● Task directions: Reproduce each line from the records that holds "used".

● Input data:
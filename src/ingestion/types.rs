//! Chunk records and error definitions shared by the ingestion pipeline.

use serde::{Deserialize, Serialize};
use serde_json::{Map, Value};
use std::time::Duration;
use thiserror::Error;

use crate::vector_index::VectorIndexError;

/// Span of text produced by the splitter, not yet cleaned or validated.
#[derive(Debug, Clone, Default, PartialEq)]
pub struct RawChunk {
    /// Text exactly as the splitter produced it.
    pub text: String,
    /// Page and source details supplied by the extractor.
    pub source_metadata: Map<String, Value>,
}

impl RawChunk {
    /// Build a raw chunk without source metadata.
    pub fn new(text: impl Into<String>) -> Self {
        Self {
            text: text.into(),
            source_metadata: Map::new(),
        }
    }
}

/// Keys owned by the pipeline; extractor metadata never overrides them.
pub const RESERVED_METADATA_KEYS: [&str; 4] = ["filename", "title", "contentHash", "indexedAt"];

/// Metadata attached to every processed chunk.
///
/// Source metadata from the extractor is flattened next to the pipeline fields. Source entries
/// named like a pipeline field are dropped on serialization, so the pipeline values win.
#[derive(Debug, Clone, PartialEq, Deserialize)]
#[serde(rename_all = "camelCase")]
pub struct ChunkMetadata {
    /// Base name of the source file.
    pub filename: String,
    /// File name without its extension.
    pub title: String,
    /// Fingerprint of the cleaned text.
    pub content_hash: String,
    /// RFC 3339 timestamp recorded when the chunk was preprocessed.
    pub indexed_at: String,
    /// Extractor-provided fields such as page numbers.
    #[serde(flatten)]
    pub source: Map<String, Value>,
}

impl Serialize for ChunkMetadata {
    fn serialize<S>(&self, serializer: S) -> Result<S::Ok, S::Error>
    where
        S: serde::Serializer,
    {
        use serde::ser::SerializeMap;

        let mut map = serializer.serialize_map(None)?;
        for (key, value) in &self.source {
            if !RESERVED_METADATA_KEYS.contains(&key.as_str()) {
                map.serialize_entry(key, value)?;
            }
        }
        map.serialize_entry("filename", &self.filename)?;
        map.serialize_entry("title", &self.title)?;
        map.serialize_entry("contentHash", &self.content_hash)?;
        map.serialize_entry("indexedAt", &self.indexed_at)?;
        map.end()
    }
}

/// Cleaned, validated chunk ready for indexing.
///
/// Values are immutable once built: the preprocessor is the only producer and nothing downstream
/// rewrites text or metadata.
#[derive(Debug, Clone, PartialEq, Serialize, Deserialize)]
pub struct ProcessedChunk {
    text: String,
    metadata: ChunkMetadata,
}

impl ProcessedChunk {
    /// Assemble a chunk from already-cleaned text and its metadata.
    pub fn new(text: String, metadata: ChunkMetadata) -> Self {
        Self { text, metadata }
    }

    /// Cleaned chunk text.
    pub fn text(&self) -> &str {
        &self.text
    }

    /// Metadata attached during preprocessing.
    pub fn metadata(&self) -> &ChunkMetadata {
        &self.metadata
    }

    /// Fingerprint of the cleaned text.
    pub fn content_hash(&self) -> &str {
        &self.metadata.content_hash
    }
}

/// Counters reported by one preprocessing run.
#[derive(Debug, Clone, Copy, Default, PartialEq, Eq, Serialize)]
pub struct PreprocessStats {
    /// Raw chunks received from the splitter.
    pub original: usize,
    /// Chunks dropped by the validator.
    pub skipped_invalid: usize,
    /// Chunks dropped because an earlier chunk had the same fingerprint.
    pub duplicates_removed: usize,
}

/// Outcome of indexing one file's chunks.
#[derive(Debug, Clone, Copy, Default, PartialEq, Eq, Serialize)]
pub struct IndexingReport {
    /// Number of batches the chunks were partitioned into.
    pub batches_total: usize,
    /// Batches written successfully.
    pub batches_indexed: usize,
    /// Batches given up on after exhausting their attempts.
    pub batches_abandoned: usize,
    /// Chunks contained in successful batches.
    pub chunks_indexed: usize,
    /// Chunks contained in abandoned batches.
    pub chunks_abandoned: usize,
    /// Write attempts issued across all batches, failed ones included.
    pub attempts: usize,
}

/// Per-file statistics produced by the coordinator.
#[derive(Debug, Clone, Serialize)]
pub struct FileReport {
    /// Base name of the ingested file.
    pub filename: String,
    /// Title derived from the file name.
    pub title: String,
    /// Chunks produced by the splitter.
    pub original_chunks: usize,
    /// Chunks that survived cleaning, validation, and dedup.
    pub processed_chunks: usize,
    /// Chunks rejected by the validator.
    pub skipped_invalid: usize,
    /// Duplicate chunks removed.
    pub duplicates_removed: usize,
    /// Batch indexing outcome.
    pub indexing: IndexingReport,
    /// Wall-clock processing time.
    #[serde(rename = "elapsed_ms", serialize_with = "serialize_millis")]
    pub elapsed: Duration,
}

/// File that could not be ingested.
#[derive(Debug, Clone, Serialize)]
pub struct FileFailure {
    /// Base name of the failing file.
    pub filename: String,
    /// Rendered error.
    pub error: String,
}

/// Result of one ingestion run over a source directory.
#[derive(Debug, Clone, Default, Serialize)]
pub struct IngestionSummary {
    /// Successfully processed files, in processing order.
    pub files: Vec<FileReport>,
    /// Files whose processing failed.
    pub failures: Vec<FileFailure>,
    /// Directory entries ignored because they are not PDFs.
    pub skipped_entries: usize,
}

impl IngestionSummary {
    /// Total chunks written to the vector index during the run.
    pub fn chunks_indexed(&self) -> usize {
        self.files
            .iter()
            .map(|file| file.indexing.chunks_indexed)
            .sum()
    }

    /// Total batches abandoned during the run.
    pub fn batches_abandoned(&self) -> usize {
        self.files
            .iter()
            .map(|file| file.indexing.batches_abandoned)
            .sum()
    }
}

fn serialize_millis<S>(value: &Duration, serializer: S) -> Result<S::Ok, S::Error>
where
    S: serde::Serializer,
{
    serializer.serialize_u128(value.as_millis())
}

/// Errors raised while turning file bytes into raw chunks.
#[derive(Debug, Error)]
pub enum ExtractionError {
    /// The PDF parser rejected the document.
    #[error("PDF extraction failed: {0}")]
    Pdf(String),
    /// The blocking extraction task did not complete.
    #[error("extraction task failed: {0}")]
    Task(#[from] tokio::task::JoinError),
}

/// Reason a batch failed its pre-write check.
#[derive(Debug, Clone, PartialEq, Eq, Error)]
pub enum BatchValidationError {
    /// Chunk text is empty or below the minimum batch length.
    #[error("Invalid document at index {index}: content too short")]
    ContentTooShort {
        /// Position of the offending chunk inside the batch.
        index: usize,
    },
    /// Chunk metadata lacks a filename.
    #[error("Invalid document at index {index}: missing metadata")]
    MissingMetadata {
        /// Position of the offending chunk inside the batch.
        index: usize,
    },
}

/// Errors surfaced by a single batch attempt.
#[derive(Debug, Error)]
pub enum BatchError {
    /// Batch failed validation before reaching the index.
    #[error(transparent)]
    Validation(#[from] BatchValidationError),
    /// Vector index rejected the write.
    #[error(transparent)]
    Index(#[from] VectorIndexError),
}

/// Errors emitted by the ingestion coordinator.
#[derive(Debug, Error)]
pub enum IngestionError {
    /// Source directory is missing or unreadable; fatal for the run.
    #[error("Cannot read source directory {path}: {source}")]
    SourceDirectory {
        /// Directory that was scanned.
        path: String,
        /// Underlying walk error.
        #[source]
        source: walkdir::Error,
    },
    /// Source file could not be read.
    #[error("Failed to read {path}: {source}")]
    Read {
        /// File that failed.
        path: String,
        /// Underlying I/O error.
        #[source]
        source: std::io::Error,
    },
    /// Extraction or splitting failed for a file.
    #[error("Failed to extract {filename}: {source}")]
    Extraction {
        /// File that failed.
        filename: String,
        /// Underlying extraction error.
        #[source]
        source: ExtractionError,
    },
}
use serde::Deserialize;
use std::env;
use std::str::FromStr;
use std::sync::OnceLock;
use std::time::Duration;
use thiserror::Error;

use crate::ingestion::{IndexerSettings, SplitterConfig, ValidationThresholds};

/// Errors encountered while loading configuration from environment variables.
#[derive(Debug, Error)]
pub enum ConfigError {
    /// Required environment variable was not provided.
    #[error("Missing environment variable: {0}")]
    MissingVariable(String),
    /// Environment variable contained a value that could not be parsed.
    #[error("Invalid value for environment variable: {0}")]
    InvalidValue(String),
}

/// Runtime configuration for ingestion and the reply flow.
#[derive(Debug, Clone, Deserialize)]
pub struct Config {
    /// Base URL of the Qdrant instance that stores embeddings.
    pub qdrant_url: String,
    /// Name of the Qdrant collection acting as the vector index.
    pub qdrant_collection_name: String,
    /// Optional API key required to access Qdrant.
    pub qdrant_api_key: Option<String>,
    /// Embedding provider used to generate vector representations.
    pub embedding_provider: EmbeddingProvider,
    /// Embedding model identifier passed to the provider.
    pub embedding_model: String,
    /// Dimensionality of the produced vectors.
    pub embedding_dimension: usize,
    /// API key for OpenAI-backed adapters (embeddings, chat, moderation).
    pub openai_api_key: Option<String>,
    /// Root URL of the OpenAI-compatible API.
    pub openai_base_url: String,
    /// Chat model used for contextualization and answers.
    pub openai_model: String,
    /// Flat directory scanned for PDF files.
    pub documents_dir: String,
    /// Target chunk length in characters.
    pub text_splitter_chunk_size: usize,
    /// Characters shared between neighbouring chunks.
    pub text_splitter_chunk_overlap: usize,
    /// Minimum cleaned chunk length accepted by the validator.
    pub chunk_min_length: usize,
    /// Minimum share of alphanumeric characters in an accepted chunk.
    pub chunk_min_alnum_density: f64,
    /// Minimum number of distinct (case-insensitive) characters in an accepted chunk.
    pub chunk_min_distinct_chars: usize,
    /// Maximum chunks submitted per vector index write.
    pub ingest_batch_size: usize,
    /// Total write attempts per batch before it is abandoned.
    pub ingest_max_retries: u32,
    /// Pause after each successful batch, in milliseconds.
    pub ingest_batch_pause_ms: u64,
    /// Lifetime of a conversation history, in seconds.
    pub session_ttl_secs: u64,
    /// Number of history messages fed to the contextualizer.
    pub history_window: usize,
    /// Documents retrieved per question.
    pub retrieval_top_k: usize,
    /// Questions are truncated to this many characters.
    pub max_query_chars: usize,
    /// Optional override for the HTTP server port.
    pub server_port: Option<u16>,
}

/// Supported embedding backends.
#[derive(Clone, Copy, Debug, PartialEq, Eq, Deserialize)]
#[serde(rename_all = "lowercase")]
pub enum EmbeddingProvider {
    /// Hosted OpenAI embeddings API.
    OpenAI,
    /// Deterministic local hashing, useful offline and in tests.
    Hashed,
}

impl Config {
    /// Load configuration from environment variables, performing validation along the way.
    pub fn from_env() -> Result<Self, ConfigError> {
        Ok(Self {
            qdrant_url: load_env("QDRANT_URL")?,
            qdrant_collection_name: load_env("QDRANT_COLLECTION_NAME")?,
            qdrant_api_key: load_env_optional("QDRANT_API_KEY"),
            embedding_provider: load_env_optional("EMBEDDING_PROVIDER")
                .unwrap_or_else(|| "openai".into())
                .parse()
                .map_err(|()| ConfigError::InvalidValue("EMBEDDING_PROVIDER".to_string()))?,
            embedding_model: load_env_optional("EMBEDDING_MODEL")
                .unwrap_or_else(|| "text-embedding-3-small".into()),
            embedding_dimension: parse_env_or("EMBEDDING_DIMENSION", 1536)?,
            openai_api_key: load_env_optional("OPENAI_API_KEY"),
            openai_base_url: load_env_optional("OPENAI_BASE_URL")
                .unwrap_or_else(|| "https://api.openai.com/v1".into()),
            openai_model: load_env_optional("OPENAI_MODEL")
                .unwrap_or_else(|| "gpt-3.5-turbo".into()),
            documents_dir: load_env_optional("DOCUMENTS_DIR").unwrap_or_else(|| "./data".into()),
            text_splitter_chunk_size: parse_env_or("TEXT_SPLITTER_CHUNK_SIZE", 800)?,
            text_splitter_chunk_overlap: parse_env_or("TEXT_SPLITTER_CHUNK_OVERLAP", 100)?,
            chunk_min_length: parse_env_or("CHUNK_MIN_LENGTH", 100)?,
            chunk_min_alnum_density: parse_ratio_env_or("CHUNK_MIN_ALNUM_DENSITY", 0.7)?,
            chunk_min_distinct_chars: parse_env_or("CHUNK_MIN_DISTINCT_CHARS", 10)?,
            ingest_batch_size: parse_env_or("INGEST_BATCH_SIZE", 25)?,
            ingest_max_retries: parse_env_or("INGEST_MAX_RETRIES", 3)?,
            ingest_batch_pause_ms: parse_env_or("INGEST_BATCH_PAUSE_MS", 100)?,
            session_ttl_secs: parse_env_or("SESSION_TTL_SECS", 7200)?,
            history_window: parse_env_or("HISTORY_WINDOW", 6)?,
            retrieval_top_k: parse_env_or("RETRIEVAL_TOP_K", 3)?,
            max_query_chars: parse_env_or("MAX_QUERY_CHARS", 300)?,
            server_port: load_env_optional("SERVER_PORT")
                .map(|value| {
                    value
                        .parse()
                        .map_err(|_| ConfigError::InvalidValue("SERVER_PORT".into()))
                })
                .transpose()?,
        })
    }

    /// Splitter settings derived from the text splitter variables.
    pub fn splitter_config(&self) -> SplitterConfig {
        SplitterConfig {
            chunk_size: self.text_splitter_chunk_size,
            chunk_overlap: self.text_splitter_chunk_overlap,
            ..SplitterConfig::default()
        }
    }

    /// Chunk validation thresholds.
    pub fn validation_thresholds(&self) -> ValidationThresholds {
        ValidationThresholds {
            min_length: self.chunk_min_length,
            min_alnum_density: self.chunk_min_alnum_density,
            min_distinct_chars: self.chunk_min_distinct_chars,
        }
    }

    /// Batch indexer settings.
    pub fn indexer_settings(&self) -> IndexerSettings {
        IndexerSettings {
            batch_size: self.ingest_batch_size.max(1),
            max_retries: self.ingest_max_retries.max(1),
            pause: Duration::from_millis(self.ingest_batch_pause_ms),
            ..IndexerSettings::default()
        }
    }
}

fn load_env(key: &str) -> Result<String, ConfigError> {
    env::var(key).map_err(|_| ConfigError::MissingVariable(key.to_string()))
}

fn load_env_optional(key: &str) -> Option<String> {
    env::var(key).ok().filter(|value| !value.trim().is_empty())
}

fn parse_env_or<T: FromStr>(key: &str, default: T) -> Result<T, ConfigError> {
    match load_env_optional(key) {
        Some(value) => value
            .trim()
            .parse()
            .map_err(|_| ConfigError::InvalidValue(key.to_string())),
        None => Ok(default),
    }
}

/// Like [`parse_env_or`], but only accepts finite values within `0.0..=1.0`.
fn parse_ratio_env_or(key: &str, default: f64) -> Result<f64, ConfigError> {
    let value = parse_env_or(key, default)?;
    if value.is_finite() && (0.0..=1.0).contains(&value) {
        Ok(value)
    } else {
        Err(ConfigError::InvalidValue(key.to_string()))
    }
}

impl FromStr for EmbeddingProvider {
    type Err = ();

    fn from_str(s: &str) -> Result<Self, Self::Err> {
        match s.trim().to_lowercase().as_str() {
            "openai" => Ok(Self::OpenAI),
            "hashed" => Ok(Self::Hashed),
            _ => Err(()),
        }
    }
}

/// Global configuration cache populated during process start.
pub static CONFIG: OnceLock<Config> = OnceLock::new();

/// Retrieve the loaded configuration, if [`init_config`] has run.
pub fn get_config() -> Option<&'static Config> {
    CONFIG.get()
}

/// Load configuration from the environment and install it in the global cache.
pub fn init_config() -> Result<&'static Config, ConfigError> {
    dotenvy::dotenv().ok();
    if let Some(existing) = CONFIG.get() {
        return Ok(existing);
    }
    let config = Config::from_env()?;
    tracing::debug!(
        qdrant_url = %config.qdrant_url,
        collection = %config.qdrant_collection_name,
        documents_dir = %config.documents_dir,
        server_port = ?config.server_port,
        embedding_provider = ?config.embedding_provider,
        "Loaded configuration"
    );
    Ok(CONFIG.get_or_init(|| config))
}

● Answer area:
    /// Embedding provider used to generate vector representations.
    /// Chat model used for contextualization and answers.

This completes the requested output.